The difficult of directly sharing complex data structures (e.g. control blocks containing pointers) among processors in message passing systems is well-known and is discussed in a paper entitled "A Value Transmission Method For Abstract Data Types" by M. Herlihy and B. Liskov and published in the ACM Transactions on Programming Languages and Systems, Vol. 4, No. 4 in October of 1982, which is herein incorporated by reference. This subject is further discussed in a doctoral thesis entitled "Remote Procedure Call", by B. Nelson, and published by Carnegie Mellon University in May of 1981, incorporated herein by reference.
In order to share a list of elements between two components of an operating system executing on separate processing units within a multi-processor configuration, which is itself a relatively common requirement, the elements have to be packed into a format suitable for transmission at the sending component, transmitted from the sending component to the receiving component, then unpacked at the receiving component. This sequence of operations is inefficient in processor utilization.
More importantly, this sequence of operations is complex and unwieldy. The primary drawback of message passing is that it forces both the sending and receiving components into awkward and complex architectures that tend to be costly and difficult to implement, debug, augment, and maintain. Since the kernel of a typical general purpose operating system tends to be composed of many interacting components, the implications of designing the operating system of a multi-processor configuration around a message passing model tend to be large.
In a clustered-type configuration where the plurality of units share virtual memory similar to tightly-coupled units, a communications protocol is needed to effect rapid transfers between the kernels of the operating system in the various units.
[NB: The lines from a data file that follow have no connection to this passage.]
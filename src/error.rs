//! Error types for the solver.
//!
//! Only configuration problems are reported as errors before a run starts.
//! Hitting the iteration cap is not an error: the run returns normally with
//! `converged == false`.

use std::error::Error;
use std::fmt;

/// Problems found while loading or validating a [`SolverConfig`](crate::SolverConfig).
#[derive(Clone, Debug, PartialEq)]
pub enum ConfigError {
    /// Grid size `N` is zero.
    ZeroSize,
    /// No workers requested.
    NoWorkers,
    /// More workers than interior rows; some worker would own no rows.
    TooManyWorkers {
        /// Requested worker count.
        workers: usize,
        /// Grid size `N`.
        size: usize,
    },
    /// Epsilon is NaN or negative.
    InvalidEpsilon {
        /// The rejected value.
        value: f64,
    },
    /// `max_iters` is zero.
    ZeroIterations,
    /// A boundary value is NaN or infinite.
    InvalidBoundary {
        /// Which edge ("left", "top", "right", "bottom").
        edge: &'static str,
        /// The rejected value.
        value: f64,
    },
    /// The config file could not be read.
    Io {
        /// Path that was being read.
        path: String,
        /// Underlying I/O error message.
        reason: String,
    },
    /// The config file is not valid JSON for a `SolverConfig`.
    Parse {
        /// serde_json error message.
        reason: String,
    },
}

impl fmt::Display for ConfigError {
    fn fmt(&self, f: &mut fmt::Formatter<'_>) -> fmt::Result {
        match self {
            Self::ZeroSize => write!(f, "grid size N must be at least 1"),
            Self::NoWorkers => write!(f, "at least one worker is required"),
            Self::TooManyWorkers { workers, size } => {
                write!(f, "{workers} workers requested for a grid of {size} rows")
            }
            Self::InvalidEpsilon { value } => {
                write!(f, "epsilon must be a non-negative number, got {value}")
            }
            Self::ZeroIterations => write!(f, "max_iters must be at least 1"),
            Self::InvalidBoundary { edge, value } => {
                write!(f, "{edge} boundary value must be finite, got {value}")
            }
            Self::Io { path, reason } => write!(f, "failed to read config {path}: {reason}"),
            Self::Parse { reason } => write!(f, "failed to parse config JSON: {reason}"),
        }
    }
}

impl Error for ConfigError {}

/// Errors returned by [`solve`](crate::solve).
#[derive(Debug)]
pub enum SolveError {
    /// The configuration was rejected before any worker started.
    Config(ConfigError),
    /// The rayon backend could not build its thread pool.
    ThreadPool(rayon::ThreadPoolBuildError),
    /// A worker thread panicked.
    WorkerPanicked {
        /// Index of the worker.
        worker: usize,
    },
}

impl fmt::Display for SolveError {
    fn fmt(&self, f: &mut fmt::Formatter<'_>) -> fmt::Result {
        match self {
            Self::Config(e) => write!(f, "invalid configuration: {e}"),
            Self::ThreadPool(e) => write!(f, "failed to build thread pool: {e}"),
            Self::WorkerPanicked { worker } => write!(f, "worker {worker} panicked"),
        }
    }
}

impl Error for SolveError {
    fn source(&self) -> Option<&(dyn Error + 'static)> {
        match self {
            Self::Config(e) => Some(e),
            Self::ThreadPool(e) => Some(e),
            Self::WorkerPanicked { .. } => None,
        }
    }
}

impl From<ConfigError> for SolveError {
    fn from(e: ConfigError) -> Self {
        Self::Config(e)
    }
}

impl From<rayon::ThreadPoolBuildError> for SolveError {
    fn from(e: rayon::ThreadPoolBuildError) -> Self {
        Self::ThreadPool(e)
    }
}
//! Command executor - runs the resolved command in the foreground

use std::io;
use std::process::{Command, Stdio};

use thiserror::Error;

use super::dispatch::ResolvedCommand;

/// Exit status recorded when the program could not be found.
pub const STATUS_NOT_FOUND: i32 = 127;
/// Exit status recorded when the program was found but could not be run.
pub const STATUS_CANNOT_EXECUTE: i32 = 126;
/// Exit status recorded for a child that ended without a code (killed by a signal).
pub const STATUS_NO_CODE: i32 = -1;

/// The child process could not be started or waited on.
#[derive(Debug, Error)]
#[error("{program}: {source}")]
pub struct LaunchError {
    pub program: String,
    #[source]
    pub source: io::Error,
}

impl LaunchError {
    /// Status to record in place of a real exit code, shell style.
    pub fn exit_status(&self) -> i32 {
        if self.source.kind() == io::ErrorKind::NotFound {
            STATUS_NOT_FOUND
        } else {
            STATUS_CANNOT_EXECUTE
        }
    }
}

/// Runs a resolved command to completion and reports its exit code.
pub trait Runner {
    fn run(&mut self, command: &ResolvedCommand) -> Result<i32, LaunchError>;
}

/// Spawns the command as a child sharing our stdin/stdout/stderr.
#[derive(Debug, Default, Clone, Copy)]
pub struct ProcessRunner;

impl Runner for ProcessRunner {
    fn run(&mut self, command: &ResolvedCommand) -> Result<i32, LaunchError> {
        let launch_error = |source| LaunchError {
            program: command.program().to_string(),
            source,
        };

        let mut child = Command::new(command.program())
            .args(command.args())
            .stdin(Stdio::inherit())
            .stdout(Stdio::inherit())
            .stderr(Stdio::inherit())
            .spawn()
            .map_err(launch_error)?;

        let status = child.wait().map_err(launch_error)?;
        Ok(status.code().unwrap_or(STATUS_NO_CODE))
    }
}
//! Shell core module

pub mod dispatch;
pub mod executor;
pub mod input;
pub mod parser;

use colored::Colorize;

use self::dispatch::{Programs, ResolvedCommand};
use self::executor::{ProcessRunner, Runner};
use self::parser::TokenizeError;

/// Prompt text; only its colour changes.
pub const PROMPT: &str = "timew ❯";

/// Main shell state
pub struct Shell<R = ProcessRunner> {
    /// Names of the tools commands are resolved to
    pub programs: Programs,
    runner: R,
    /// Exit status of the last command run (0 before the first one)
    pub last_status: i32,
}

impl Shell {
    pub fn new(programs: Programs) -> Self {
        Self::with_runner(programs, ProcessRunner)
    }
}

impl<R: Runner> Shell<R> {
    pub fn with_runner(programs: Programs, runner: R) -> Self {
        Self {
            programs,
            runner,
            last_status: 0,
        }
    }

    /// Tokenize a line and resolve it to the command it stands for.
    pub fn resolve(&self, line: &str) -> Result<ResolvedCommand, TokenizeError> {
        let tokens = parser::split(line.trim())?;
        Ok(ResolvedCommand::resolve(tokens, &self.programs))
    }

    /// Execute an input line and return the new last status.
    ///
    /// A tokenize error runs nothing and leaves `last_status` alone. A program
    /// that fails to launch is reported here and recorded as 127/126.
    pub fn execute(&mut self, line: &str) -> Result<i32, TokenizeError> {
        let command = self.resolve(line)?;
        tracing::debug!(%command, "running");

        let status = match self.runner.run(&command) {
            Ok(code) => code,
            Err(e) => {
                eprintln!("{}: {}", "error".red(), e);
                e.exit_status()
            }
        };
        tracing::debug!(status, "finished");

        self.last_status = status;
        Ok(status)
    }

    /// Get prompt string
    pub fn prompt(&self) -> String {
        render_prompt(self.last_status)
    }
}

/// Bold prompt, green after success and red after anything else.
pub fn render_prompt(last_status: i32) -> String {
    let label = if last_status == 0 {
        PROMPT.green()
    } else {
        PROMPT.red()
    };
    format!("{} ", label.bold())
}
//! timew-shell - interactive shorthand shell around timewarrior
//!
//! Usage:
//!   timew-shell
//!
//! Shorthands:
//!   (enter)        timew :id :ann summary
//!   t ARGS..       timew :id :ann tag ARGS..
//!   ocs ARGS..     timew :id :ann start oc log ARGS..
//!   te ARGS..      tempoit ARGS..
//!   anything else  timew :id :ann ANYTHING ELSE
//!
//! Ctrl-D (or Ctrl-C at the prompt) quits.

use anyhow::{Context, Result};
use colored::Colorize;
use tracing_subscriber::EnvFilter;

use timew_shell::shell::input::{InputResult, LineInput};
use timew_shell::{Config, Shell};

fn init_logging() {
    let filter = EnvFilter::try_from_env("TIMEW_SHELL_LOG").unwrap_or_else(|_| EnvFilter::new("warn"));
    // Use try_init to avoid panic if tracing is already initialized
    let _ = tracing_subscriber::fmt()
        .with_env_filter(filter)
        .with_writer(std::io::stderr)
        .try_init();
}

fn main() -> Result<()> {
    init_logging();

    let config = Config::load().context("failed to load configuration")?;
    tracing::debug!(?config, "loaded configuration");

    if which::which(&config.timetool).is_err() {
        tracing::warn!(timetool = %config.timetool, "time-tracking tool not found on PATH");
    }

    run_repl(&config)
}

fn run_repl(config: &Config) -> Result<()> {
    let mut shell = Shell::new(config.programs());
    let mut input = LineInput::new(config.history_path().map(ToOwned::to_owned), config.history_size);

    let outcome = loop {
        match input.read_line(&shell.prompt()) {
            Ok(InputResult::Line(line)) => {
                if let Err(e) = shell.execute(&line) {
                    eprintln!("{}: {}", "error".red(), e);
                }
            }
            Ok(InputResult::Eof) => break Ok(()),
            Err(e) => break Err(e.context("failed to read input")),
        }
    };

    input.save_history();
    outcome
}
The selected protocol should address the high level of communications traffic associated with such issues as: obtaining a page from the shared virtual memory in the event of a page fault, how to manage concurrent requests for the same page if one unit wants to write to that page while other units want to read from that page, and various other situations that are common to functions that share stored data. As previously noted, standard communication protocols which have been developed in the past for loosely-coupled distributed computer systems can impose significant overhead for communications in terms of the number of instructions necessary to transmit the data from one unit to another, thereby effectively cancelling out the potential benefits of having a shared virtual memory cluster of data processors.
Accordingly, the present invention is directed to a novel, lightweight communications protocol designed to allow trusted kernels of the operating systems of the processors in a clustered-type multi-processor system to communicate control information and data over a high-speed communications link.